Kue Yopia, yang memiliki tekstur kenyal dan isian manis, menggabungkan bahan-bahan tradisional seperti terigu dan gula aren. Keberadaannya yang unik dan spesial menjadikan Yopia bukan sekadar jajanan biasa, melainkan bagian penting dari warisan kuliner yang patut dilestarikan. Kue ini menjadi hidangan wajib dalam setiap perayaan Tahun Baru Imlek, dan menjadi daya tarik tersendiri bagi masyarakat yang merayakannya.

Kue Yopia pertama kali diperkenalkan oleh komunitas Tionghoa di Rembang, yang mengadaptasi bahan lokal dan teknik pembuatan tradisional. Di Desa Karangturi, seorang pengrajin bernama Waras, berusia 78 tahun, masih mempertahankan tradisi pembuatan kue ini di rumahnya. Dengan semangat untuk melestarikan kuliner lokal, Waras merupakan generasi ketiga dalam keluarganya yang menggeluti usaha ini.

Setiap Imlek, saya berusaha untuk memenuhi permintaan pelanggan. Meski usianya tak lagi muda, saya tetap berkomitmen untuk menjaga tradisi ini, ungkap Waras saat ditemui. Dalam satu hari, ia dibantu oleh satu pekerja dan anggota keluarganya mampu memproduksi antara 400 hingga 500 kue Yopia.

Menjelang Imlek, permintaan akan Kue Yopia meningkat pesat.

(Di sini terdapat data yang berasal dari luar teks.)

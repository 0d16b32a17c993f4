//! Record Header
//!
//! The 9-byte frame header used inside compressed segments.
//!
//! ## Layout
//! ```text
//! ┌────────────┬──────────────────────────┐
//! │ Marker (1) │     Value (8, BE)        │
//! └────────────┴──────────────────────────┘
//!
//! RECORD (1)  value = payload length (> 0), payload follows
//! JUMP   (2)  value = absolute offset to continue at (> header position)
//! END    (4)  value = 0, no more frames
//! ```
//!
//! Removing a record never touches its payload: its RECORD header is
//! overwritten in place with a JUMP past the payload.

use std::fs::File;
use std::io::{Read, Seek, SeekFrom, Write};
use std::path::Path;

use crate::error::{QueueError, Result};

/// Size of an encoded header in bytes
pub const HEADER_SIZE: u64 = 9;

/// Frame kind
#[derive(Debug, Clone, Copy, PartialEq, Eq)]
pub enum Marker {
    Record,
    Jump,
    End,
}

impl Marker {
    pub fn as_byte(self) -> u8 {
        match self {
            Marker::Record => 1,
            Marker::Jump => 2,
            Marker::End => 4,
        }
    }

    pub fn from_byte(byte: u8) -> Option<Self> {
        match byte {
            1 => Some(Marker::Record),
            2 => Some(Marker::Jump),
            4 => Some(Marker::End),
            _ => None,
        }
    }
}

/// A decoded frame header
#[derive(Debug, Clone, Copy, PartialEq, Eq)]
pub struct RecordHeader {
    pub marker: Marker,
    pub value: u64,
}

impl RecordHeader {
    pub fn record(len: u64) -> Self {
        Self {
            marker: Marker::Record,
            value: len,
        }
    }

    pub fn jump(target: u64) -> Self {
        Self {
            marker: Marker::Jump,
            value: target,
        }
    }

    pub fn end() -> Self {
        Self {
            marker: Marker::End,
            value: 0,
        }
    }

    /// Encode to the on-disk representation
    pub fn encode(&self) -> [u8; HEADER_SIZE as usize] {
        let mut bytes = [0u8; HEADER_SIZE as usize];
        bytes[0] = self.marker.as_byte();
        bytes[1..].copy_from_slice(&self.value.to_be_bytes());
        bytes
    }

    /// Decode and validate a header read at `offset` of `path`
    pub fn decode(bytes: &[u8; HEADER_SIZE as usize], path: &Path, offset: u64) -> Result<Self> {
        let marker = Marker::from_byte(bytes[0]).ok_or_else(|| {
            QueueError::corrupted(path, offset, format!("undefined marker {}", bytes[0]))
        })?;

        let mut value = [0u8; 8];
        value.copy_from_slice(&bytes[1..]);
        let header = Self {
            marker,
            value: u64::from_be_bytes(value),
        };

        match header.marker {
            Marker::Record | Marker::Jump if header.value == 0 => Err(QueueError::corrupted(
                path,
                offset,
                format!("{:?} header with zero value", header.marker),
            )),
            Marker::End if header.value != 0 => Err(QueueError::corrupted(
                path,
                offset,
                format!("END header with value {}", header.value),
            )),
            _ => Ok(header),
        }
    }

    /// Read the header stored at `offset`
    pub fn read_at(file: &mut File, path: &Path, offset: u64) -> Result<Self> {
        let mut bytes = [0u8; HEADER_SIZE as usize];
        file.seek(SeekFrom::Start(offset))?;
        file.read_exact(&mut bytes)
            .map_err(|e| QueueError::from_read(e, path, offset))?;
        Self::decode(&bytes, path, offset)
    }

    /// Overwrite the 9 bytes at `offset` with this header
    pub fn write_at(&self, file: &mut File, offset: u64) -> Result<()> {
        file.seek(SeekFrom::Start(offset))?;
        file.write_all(&self.encode())?;
        Ok(())
    }
}

/// Follow JUMP chains starting at `offset`
///
/// Returns the first RECORD or END header and the position it was read
/// from. A jump that does not move strictly forward is corruption.
pub fn skip_jumps(file: &mut File, path: &Path, offset: u64) -> Result<(RecordHeader, u64)> {
    let mut position = offset;
    loop {
        let header = RecordHeader::read_at(file, path, position)?;
        if header.marker != Marker::Jump {
            return Ok((header, position));
        }
        if header.value <= position {
            return Err(QueueError::corrupted(
                path,
                position,
                format!("jump to {} does not move forward", header.value),
            ));
        }
        position = header.value;
    }
}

Waras mengaku bahwa meskipun tahun ini suasana tidak seramai tahun sebelumnya, pesanan datang dari berbagai daerah, termasuk Jakarta, Semarang, dan wilayah sekitar Rembang. Kami merasa bersyukur, meski ada tantangan, pelanggan kami tetap setia, tambahnya.

Kue Yopia kini dijual dengan harga terjangkau, yakni sekitar Rp 30.000 untuk satu kotak yang berisi 10 biji. Hal ini menjadikannya pilihan menarik bagi siapa saja yang ingin merasakan cita rasa tradisional sambil merayakan kebersamaan dalam keluarga.

Pentingnya melestarikan Kue Yopia tidak hanya terletak pada rasa, tetapi juga pada nilai-nilai budaya yang terkandung di dalamnya. Proses pembuatannya yang sederhana, menggunakan alat tradisional, dan teknik yang diwariskan dari generasi ke generasi menjadikannya sebuah warisan yang harus dijaga.

Waras dan komunitas di sekitarnya berupaya untuk menguri-uri budaya Jawa yang telah mengakar kuat di Lasem. Kue Yopia bukan hanya sebuah jajanan, tetapi juga simbol dari identitas dan keberagaman budaya yang ada di Indonesia.

Kue Yopia mencerminkan akulturasi budaya yang telah terjadi selama ratusan tahun di wilayah ini. Dalam setiap gigitan, tersimpan rasa manis gula aren yang khas Jawa dan kelembutan dari terigu yang mencirikan kuliner Tionghoa. Perpaduan ini menjadikan Yopia lebih dari sekadar makanan; ia merupakan jembatan yang menghubungkan dua budaya yang kaya.

Dengan adanya Kue Yopia, masyarakat Rembang memiliki cara untuk merayakan warisan kuliner mereka sambil membagikannya kepada generasi mendatang. Keberadaan kue ini menunjukkan bahwa meskipun zaman terus berubah, akar budaya dan tradisi tetap hidup dan dihargai.

Kue Yopia adalah lebih dari sekadar makanan. Ia adalah lambang dari keberagaman, kekuatan tradisi, dan semangat pelestarian budaya. Setiap tahun, saat Imlek tiba, kue ini menjadi pengingat akan pentingnya menghargai warisan budaya yang telah ada selama berabad-abad. Bagi masyarakat Rembang, Kue Yopia bukan hanya sebuah hidangan; ia adalah bagian dari cerita dan identitas yang perlu dijaga dan dilestarikan.